Segment Open

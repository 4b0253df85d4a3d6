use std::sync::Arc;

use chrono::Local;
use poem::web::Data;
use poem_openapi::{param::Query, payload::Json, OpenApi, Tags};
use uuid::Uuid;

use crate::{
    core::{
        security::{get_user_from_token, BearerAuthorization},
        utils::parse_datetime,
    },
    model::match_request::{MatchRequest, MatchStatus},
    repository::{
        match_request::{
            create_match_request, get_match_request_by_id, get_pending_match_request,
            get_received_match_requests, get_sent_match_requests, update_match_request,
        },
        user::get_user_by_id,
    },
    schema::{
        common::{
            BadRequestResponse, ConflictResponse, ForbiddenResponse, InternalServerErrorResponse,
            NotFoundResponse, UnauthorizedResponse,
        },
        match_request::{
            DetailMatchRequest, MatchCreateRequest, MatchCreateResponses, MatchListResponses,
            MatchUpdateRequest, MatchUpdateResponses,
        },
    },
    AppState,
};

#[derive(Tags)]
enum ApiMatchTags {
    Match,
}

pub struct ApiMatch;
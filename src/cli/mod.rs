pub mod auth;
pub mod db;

Segment Closed
Segment Open

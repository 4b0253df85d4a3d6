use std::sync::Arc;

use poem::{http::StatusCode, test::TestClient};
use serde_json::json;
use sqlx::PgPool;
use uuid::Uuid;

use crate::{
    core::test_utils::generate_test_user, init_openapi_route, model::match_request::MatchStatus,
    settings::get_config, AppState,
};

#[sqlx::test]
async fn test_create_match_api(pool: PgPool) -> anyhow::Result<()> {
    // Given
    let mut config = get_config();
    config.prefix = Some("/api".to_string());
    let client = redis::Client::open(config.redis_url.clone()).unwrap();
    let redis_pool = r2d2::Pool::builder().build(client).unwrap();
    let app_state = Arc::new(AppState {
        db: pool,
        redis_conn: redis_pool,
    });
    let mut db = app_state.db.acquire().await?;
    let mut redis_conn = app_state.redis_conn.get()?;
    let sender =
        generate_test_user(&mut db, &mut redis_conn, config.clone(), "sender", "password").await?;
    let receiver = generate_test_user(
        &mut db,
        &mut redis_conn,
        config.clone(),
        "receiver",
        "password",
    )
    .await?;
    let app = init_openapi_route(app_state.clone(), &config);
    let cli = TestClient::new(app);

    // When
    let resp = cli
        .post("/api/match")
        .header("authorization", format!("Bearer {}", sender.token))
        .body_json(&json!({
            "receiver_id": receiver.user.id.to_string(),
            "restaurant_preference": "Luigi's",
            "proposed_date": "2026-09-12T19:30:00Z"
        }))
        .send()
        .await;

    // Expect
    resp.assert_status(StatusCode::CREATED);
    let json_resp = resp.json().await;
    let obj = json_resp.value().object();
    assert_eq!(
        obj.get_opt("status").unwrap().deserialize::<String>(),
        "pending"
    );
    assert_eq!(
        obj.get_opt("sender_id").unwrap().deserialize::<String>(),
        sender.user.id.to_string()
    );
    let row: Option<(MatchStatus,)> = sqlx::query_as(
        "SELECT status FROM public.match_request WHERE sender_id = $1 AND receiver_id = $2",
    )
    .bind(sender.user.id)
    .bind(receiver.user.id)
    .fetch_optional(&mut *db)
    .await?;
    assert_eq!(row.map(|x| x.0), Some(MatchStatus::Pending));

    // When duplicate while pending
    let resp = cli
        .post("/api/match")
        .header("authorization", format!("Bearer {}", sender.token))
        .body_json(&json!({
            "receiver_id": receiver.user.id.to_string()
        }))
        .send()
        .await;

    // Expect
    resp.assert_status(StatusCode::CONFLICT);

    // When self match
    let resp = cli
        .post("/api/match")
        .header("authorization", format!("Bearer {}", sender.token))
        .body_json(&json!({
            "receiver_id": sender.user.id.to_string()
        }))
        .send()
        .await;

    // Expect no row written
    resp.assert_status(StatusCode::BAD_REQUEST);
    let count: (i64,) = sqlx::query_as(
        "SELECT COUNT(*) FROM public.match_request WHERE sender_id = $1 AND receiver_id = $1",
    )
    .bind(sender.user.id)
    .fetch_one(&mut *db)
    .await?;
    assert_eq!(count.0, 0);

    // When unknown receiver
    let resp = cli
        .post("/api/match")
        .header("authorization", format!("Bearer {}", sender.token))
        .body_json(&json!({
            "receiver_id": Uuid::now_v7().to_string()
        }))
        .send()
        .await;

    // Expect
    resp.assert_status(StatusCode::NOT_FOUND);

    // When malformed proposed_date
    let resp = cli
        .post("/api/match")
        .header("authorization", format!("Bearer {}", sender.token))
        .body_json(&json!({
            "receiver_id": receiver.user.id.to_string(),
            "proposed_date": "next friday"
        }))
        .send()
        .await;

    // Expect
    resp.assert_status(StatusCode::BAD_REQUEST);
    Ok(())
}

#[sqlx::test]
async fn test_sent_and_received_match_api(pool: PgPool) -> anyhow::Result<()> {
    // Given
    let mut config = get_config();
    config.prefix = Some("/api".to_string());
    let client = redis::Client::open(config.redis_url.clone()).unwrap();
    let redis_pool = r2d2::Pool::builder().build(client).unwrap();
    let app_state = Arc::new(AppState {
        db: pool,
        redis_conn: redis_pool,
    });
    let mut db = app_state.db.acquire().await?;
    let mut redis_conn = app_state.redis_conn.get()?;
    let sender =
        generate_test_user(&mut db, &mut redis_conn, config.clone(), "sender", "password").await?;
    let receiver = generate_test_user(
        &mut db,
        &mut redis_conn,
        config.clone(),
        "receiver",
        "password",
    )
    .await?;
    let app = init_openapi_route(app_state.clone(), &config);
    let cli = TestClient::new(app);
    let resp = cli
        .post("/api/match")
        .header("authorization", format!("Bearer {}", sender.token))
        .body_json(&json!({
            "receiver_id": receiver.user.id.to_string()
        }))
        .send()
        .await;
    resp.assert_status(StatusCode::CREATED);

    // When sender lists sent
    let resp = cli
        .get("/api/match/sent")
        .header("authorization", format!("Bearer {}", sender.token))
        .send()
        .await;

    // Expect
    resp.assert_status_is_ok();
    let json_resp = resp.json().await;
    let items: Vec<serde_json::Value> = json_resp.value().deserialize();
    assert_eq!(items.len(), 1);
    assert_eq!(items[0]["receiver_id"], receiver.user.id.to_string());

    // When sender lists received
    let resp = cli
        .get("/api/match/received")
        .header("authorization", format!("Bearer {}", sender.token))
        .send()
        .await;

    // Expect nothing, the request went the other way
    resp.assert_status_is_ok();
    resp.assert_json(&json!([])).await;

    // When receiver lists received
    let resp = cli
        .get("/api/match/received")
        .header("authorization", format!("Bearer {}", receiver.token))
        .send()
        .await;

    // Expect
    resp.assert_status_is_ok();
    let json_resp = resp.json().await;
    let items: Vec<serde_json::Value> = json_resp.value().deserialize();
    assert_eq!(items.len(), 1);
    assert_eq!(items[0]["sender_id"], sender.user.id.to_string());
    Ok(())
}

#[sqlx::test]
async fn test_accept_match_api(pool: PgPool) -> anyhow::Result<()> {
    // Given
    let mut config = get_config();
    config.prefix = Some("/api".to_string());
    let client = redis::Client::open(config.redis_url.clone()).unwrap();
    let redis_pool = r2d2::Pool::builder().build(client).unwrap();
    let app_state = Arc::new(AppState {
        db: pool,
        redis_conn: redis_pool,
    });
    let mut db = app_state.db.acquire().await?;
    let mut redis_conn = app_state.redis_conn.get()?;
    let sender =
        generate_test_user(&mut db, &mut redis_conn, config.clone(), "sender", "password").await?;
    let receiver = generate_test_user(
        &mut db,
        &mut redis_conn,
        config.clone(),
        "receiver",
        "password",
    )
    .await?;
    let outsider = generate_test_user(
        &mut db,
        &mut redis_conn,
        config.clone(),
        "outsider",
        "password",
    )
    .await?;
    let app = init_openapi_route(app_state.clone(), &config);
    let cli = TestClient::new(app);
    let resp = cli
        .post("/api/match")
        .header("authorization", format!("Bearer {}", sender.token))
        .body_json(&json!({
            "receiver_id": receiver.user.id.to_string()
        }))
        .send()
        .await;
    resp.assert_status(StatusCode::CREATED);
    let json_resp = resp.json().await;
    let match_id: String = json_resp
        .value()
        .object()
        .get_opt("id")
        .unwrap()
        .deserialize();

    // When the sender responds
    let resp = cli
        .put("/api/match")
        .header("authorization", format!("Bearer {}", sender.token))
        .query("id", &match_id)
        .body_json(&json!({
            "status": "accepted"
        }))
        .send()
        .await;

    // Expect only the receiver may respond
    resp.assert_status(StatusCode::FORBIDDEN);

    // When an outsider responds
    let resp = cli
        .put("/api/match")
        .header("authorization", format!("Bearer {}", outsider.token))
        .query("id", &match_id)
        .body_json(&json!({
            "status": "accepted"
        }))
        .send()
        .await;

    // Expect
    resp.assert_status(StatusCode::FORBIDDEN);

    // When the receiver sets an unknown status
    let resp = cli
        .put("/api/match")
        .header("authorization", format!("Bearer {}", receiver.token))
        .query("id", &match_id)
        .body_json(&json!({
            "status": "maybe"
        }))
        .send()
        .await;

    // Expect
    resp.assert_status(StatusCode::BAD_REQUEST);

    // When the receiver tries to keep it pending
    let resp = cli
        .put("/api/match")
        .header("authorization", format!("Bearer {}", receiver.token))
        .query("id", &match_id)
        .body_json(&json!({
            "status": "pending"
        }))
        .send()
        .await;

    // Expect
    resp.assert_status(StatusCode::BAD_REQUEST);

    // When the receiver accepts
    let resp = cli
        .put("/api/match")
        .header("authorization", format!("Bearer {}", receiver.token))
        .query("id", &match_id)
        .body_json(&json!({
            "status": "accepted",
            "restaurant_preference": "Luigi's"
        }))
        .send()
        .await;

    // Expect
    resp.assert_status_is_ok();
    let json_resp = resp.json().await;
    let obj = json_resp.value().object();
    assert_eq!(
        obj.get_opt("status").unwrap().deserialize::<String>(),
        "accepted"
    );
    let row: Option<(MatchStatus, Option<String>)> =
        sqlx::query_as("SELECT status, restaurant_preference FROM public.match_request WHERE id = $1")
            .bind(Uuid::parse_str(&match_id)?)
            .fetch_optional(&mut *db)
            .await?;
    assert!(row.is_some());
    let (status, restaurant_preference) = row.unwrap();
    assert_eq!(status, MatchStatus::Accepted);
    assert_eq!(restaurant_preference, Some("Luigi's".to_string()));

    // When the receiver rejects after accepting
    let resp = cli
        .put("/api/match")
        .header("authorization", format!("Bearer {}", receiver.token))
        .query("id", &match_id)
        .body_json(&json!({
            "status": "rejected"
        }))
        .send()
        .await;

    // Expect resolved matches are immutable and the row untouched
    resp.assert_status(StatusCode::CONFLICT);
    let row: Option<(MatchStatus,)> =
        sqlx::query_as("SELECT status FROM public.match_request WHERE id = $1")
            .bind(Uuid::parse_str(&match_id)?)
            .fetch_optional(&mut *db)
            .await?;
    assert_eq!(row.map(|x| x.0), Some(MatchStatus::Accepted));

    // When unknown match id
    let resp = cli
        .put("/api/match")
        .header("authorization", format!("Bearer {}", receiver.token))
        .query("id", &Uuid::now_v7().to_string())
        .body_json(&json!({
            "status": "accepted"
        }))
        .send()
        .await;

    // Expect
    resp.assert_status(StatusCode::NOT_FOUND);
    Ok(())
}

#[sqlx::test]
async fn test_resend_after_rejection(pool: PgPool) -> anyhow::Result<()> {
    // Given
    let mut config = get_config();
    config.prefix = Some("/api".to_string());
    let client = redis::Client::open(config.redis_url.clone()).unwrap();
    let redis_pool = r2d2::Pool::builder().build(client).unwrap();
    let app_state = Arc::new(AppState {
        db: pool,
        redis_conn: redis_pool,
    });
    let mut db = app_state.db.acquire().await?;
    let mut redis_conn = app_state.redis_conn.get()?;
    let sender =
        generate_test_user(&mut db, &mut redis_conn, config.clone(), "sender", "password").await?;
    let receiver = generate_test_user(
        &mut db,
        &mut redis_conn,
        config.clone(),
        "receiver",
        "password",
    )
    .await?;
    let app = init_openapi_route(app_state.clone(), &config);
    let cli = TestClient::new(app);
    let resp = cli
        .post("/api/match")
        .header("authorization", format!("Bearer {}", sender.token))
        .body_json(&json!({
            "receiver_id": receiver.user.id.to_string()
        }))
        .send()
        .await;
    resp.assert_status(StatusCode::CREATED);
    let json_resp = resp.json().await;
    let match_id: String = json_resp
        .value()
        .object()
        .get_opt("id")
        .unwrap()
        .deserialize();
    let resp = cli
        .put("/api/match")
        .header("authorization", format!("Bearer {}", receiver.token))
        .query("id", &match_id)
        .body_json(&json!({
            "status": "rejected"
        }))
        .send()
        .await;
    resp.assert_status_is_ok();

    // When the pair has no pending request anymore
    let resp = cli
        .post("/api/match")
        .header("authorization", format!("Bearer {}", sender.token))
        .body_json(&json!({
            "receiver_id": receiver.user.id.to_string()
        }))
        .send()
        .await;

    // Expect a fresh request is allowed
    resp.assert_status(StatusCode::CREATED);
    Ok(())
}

Segment Closed
Segment Open

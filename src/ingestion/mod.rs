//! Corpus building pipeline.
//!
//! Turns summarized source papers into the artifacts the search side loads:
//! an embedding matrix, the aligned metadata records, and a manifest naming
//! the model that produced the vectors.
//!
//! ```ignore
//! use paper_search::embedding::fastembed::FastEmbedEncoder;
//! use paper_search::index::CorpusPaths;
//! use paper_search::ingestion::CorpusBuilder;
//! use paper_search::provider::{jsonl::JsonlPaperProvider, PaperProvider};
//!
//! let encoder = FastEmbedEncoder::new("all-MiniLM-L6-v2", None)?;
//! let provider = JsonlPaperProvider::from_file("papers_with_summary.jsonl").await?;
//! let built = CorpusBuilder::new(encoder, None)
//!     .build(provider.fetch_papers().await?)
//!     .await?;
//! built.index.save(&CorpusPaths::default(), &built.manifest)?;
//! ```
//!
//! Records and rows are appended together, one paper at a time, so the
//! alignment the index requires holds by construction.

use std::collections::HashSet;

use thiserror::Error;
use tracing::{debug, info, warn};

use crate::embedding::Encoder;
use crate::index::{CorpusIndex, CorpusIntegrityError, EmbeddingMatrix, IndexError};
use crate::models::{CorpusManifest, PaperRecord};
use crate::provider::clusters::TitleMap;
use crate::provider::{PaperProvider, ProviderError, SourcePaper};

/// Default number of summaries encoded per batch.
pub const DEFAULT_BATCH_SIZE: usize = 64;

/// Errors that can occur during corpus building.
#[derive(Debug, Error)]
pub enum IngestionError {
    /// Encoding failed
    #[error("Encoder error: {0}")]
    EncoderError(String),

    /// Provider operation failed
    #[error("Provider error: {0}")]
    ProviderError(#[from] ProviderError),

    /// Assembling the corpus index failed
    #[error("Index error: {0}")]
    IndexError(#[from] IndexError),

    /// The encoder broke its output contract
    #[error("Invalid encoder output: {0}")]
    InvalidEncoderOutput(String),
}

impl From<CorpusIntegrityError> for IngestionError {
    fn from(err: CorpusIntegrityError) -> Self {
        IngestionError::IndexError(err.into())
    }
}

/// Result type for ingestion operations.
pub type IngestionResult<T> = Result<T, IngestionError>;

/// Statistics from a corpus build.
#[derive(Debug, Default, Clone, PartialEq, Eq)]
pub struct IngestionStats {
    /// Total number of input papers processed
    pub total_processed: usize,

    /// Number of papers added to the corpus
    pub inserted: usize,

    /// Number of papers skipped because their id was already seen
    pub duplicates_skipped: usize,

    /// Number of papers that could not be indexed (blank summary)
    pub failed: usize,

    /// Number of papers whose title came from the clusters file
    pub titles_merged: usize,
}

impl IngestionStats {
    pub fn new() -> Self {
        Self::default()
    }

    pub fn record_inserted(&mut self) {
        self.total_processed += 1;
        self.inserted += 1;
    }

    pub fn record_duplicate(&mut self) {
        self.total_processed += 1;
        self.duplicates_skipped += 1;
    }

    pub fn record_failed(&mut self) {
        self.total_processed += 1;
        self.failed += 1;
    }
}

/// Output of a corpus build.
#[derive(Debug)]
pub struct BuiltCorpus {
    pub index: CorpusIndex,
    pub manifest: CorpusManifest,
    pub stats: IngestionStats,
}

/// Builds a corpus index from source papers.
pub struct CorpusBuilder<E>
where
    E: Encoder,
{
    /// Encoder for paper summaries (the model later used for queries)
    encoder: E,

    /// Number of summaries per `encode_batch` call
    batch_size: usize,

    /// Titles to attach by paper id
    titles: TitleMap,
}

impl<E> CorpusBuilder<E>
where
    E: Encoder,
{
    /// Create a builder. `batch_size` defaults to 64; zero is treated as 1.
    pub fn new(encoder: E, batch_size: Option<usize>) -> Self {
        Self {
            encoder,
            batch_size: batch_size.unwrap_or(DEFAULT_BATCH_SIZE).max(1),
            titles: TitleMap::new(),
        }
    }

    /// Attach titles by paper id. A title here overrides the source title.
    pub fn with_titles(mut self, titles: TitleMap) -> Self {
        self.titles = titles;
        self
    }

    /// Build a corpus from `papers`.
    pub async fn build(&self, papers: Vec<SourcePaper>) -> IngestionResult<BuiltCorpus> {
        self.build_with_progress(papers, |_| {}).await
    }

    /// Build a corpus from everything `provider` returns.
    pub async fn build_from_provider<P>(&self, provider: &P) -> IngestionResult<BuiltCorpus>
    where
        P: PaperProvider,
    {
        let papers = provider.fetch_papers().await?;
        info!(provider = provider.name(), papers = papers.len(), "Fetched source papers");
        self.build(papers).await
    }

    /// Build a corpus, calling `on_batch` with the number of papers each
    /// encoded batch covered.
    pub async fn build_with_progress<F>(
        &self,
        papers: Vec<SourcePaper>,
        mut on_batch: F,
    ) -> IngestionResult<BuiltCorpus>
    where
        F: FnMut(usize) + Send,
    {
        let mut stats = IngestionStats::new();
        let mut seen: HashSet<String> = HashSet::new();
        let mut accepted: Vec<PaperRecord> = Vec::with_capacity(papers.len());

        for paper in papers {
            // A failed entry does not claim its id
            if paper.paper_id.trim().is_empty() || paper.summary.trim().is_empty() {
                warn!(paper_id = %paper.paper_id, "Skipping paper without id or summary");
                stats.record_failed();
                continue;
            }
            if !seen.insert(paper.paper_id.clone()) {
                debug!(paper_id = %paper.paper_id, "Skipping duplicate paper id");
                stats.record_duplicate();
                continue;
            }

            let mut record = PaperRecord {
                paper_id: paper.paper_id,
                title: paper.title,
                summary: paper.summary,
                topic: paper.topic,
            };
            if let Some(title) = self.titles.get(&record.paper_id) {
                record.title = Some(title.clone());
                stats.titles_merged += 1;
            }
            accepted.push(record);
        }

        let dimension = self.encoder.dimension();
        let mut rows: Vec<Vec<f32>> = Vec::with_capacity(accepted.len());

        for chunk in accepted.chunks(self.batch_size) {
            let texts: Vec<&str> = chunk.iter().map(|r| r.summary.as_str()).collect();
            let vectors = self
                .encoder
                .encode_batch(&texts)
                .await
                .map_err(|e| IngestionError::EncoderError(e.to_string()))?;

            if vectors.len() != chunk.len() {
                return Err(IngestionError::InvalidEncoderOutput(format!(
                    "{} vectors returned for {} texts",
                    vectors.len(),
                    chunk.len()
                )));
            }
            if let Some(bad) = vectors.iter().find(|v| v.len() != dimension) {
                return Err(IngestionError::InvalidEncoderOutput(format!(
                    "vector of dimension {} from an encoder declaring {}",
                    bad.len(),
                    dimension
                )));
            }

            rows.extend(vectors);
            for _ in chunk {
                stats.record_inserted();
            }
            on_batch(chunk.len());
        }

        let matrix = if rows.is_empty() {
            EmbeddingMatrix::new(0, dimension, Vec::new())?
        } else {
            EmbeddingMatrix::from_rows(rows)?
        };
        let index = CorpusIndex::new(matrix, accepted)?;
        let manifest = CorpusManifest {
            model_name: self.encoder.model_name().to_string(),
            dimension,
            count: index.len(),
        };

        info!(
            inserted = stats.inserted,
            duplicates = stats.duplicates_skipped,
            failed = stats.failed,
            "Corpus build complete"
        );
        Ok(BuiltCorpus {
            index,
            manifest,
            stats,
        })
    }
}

Segment Closed

Within the data above, the span starting at the line containing "status FROM public.match_request WHERE sender_id" and ending at the line containing "When unknown receiver" is to be retyped exactly, with no other lines.

        "SELECT status FROM public.match_request WHERE sender_id = $1 AND receiver_id = $2",
    )
    .bind(sender.user.id)
    .bind(receiver.user.id)
    .fetch_optional(&mut *db)
    .await?;
    assert_eq!(row.map(|x| x.0), Some(MatchStatus::Pending));

    // When duplicate while pending
    let resp = cli
        .post("/api/match")
        .header("authorization", format!("Bearer {}", sender.token))
        .body_json(&json!({
            "receiver_id": receiver.user.id.to_string()
        }))
        .send()
        .await;

    // Expect
    resp.assert_status(StatusCode::CONFLICT);

    // When self match
    let resp = cli
        .post("/api/match")
        .header("authorization", format!("Bearer {}", sender.token))
        .body_json(&json!({
            "receiver_id": sender.user.id.to_string()
        }))
        .send()
        .await;

    // Expect no row written
    resp.assert_status(StatusCode::BAD_REQUEST);
    let count: (i64,) = sqlx::query_as(
        "SELECT COUNT(*) FROM public.match_request WHERE sender_id = $1 AND receiver_id = $1",
    )
    .bind(sender.user.id)
    .fetch_one(&mut *db)
    .await?;
    assert_eq!(count.0, 0);

    // When unknown receiver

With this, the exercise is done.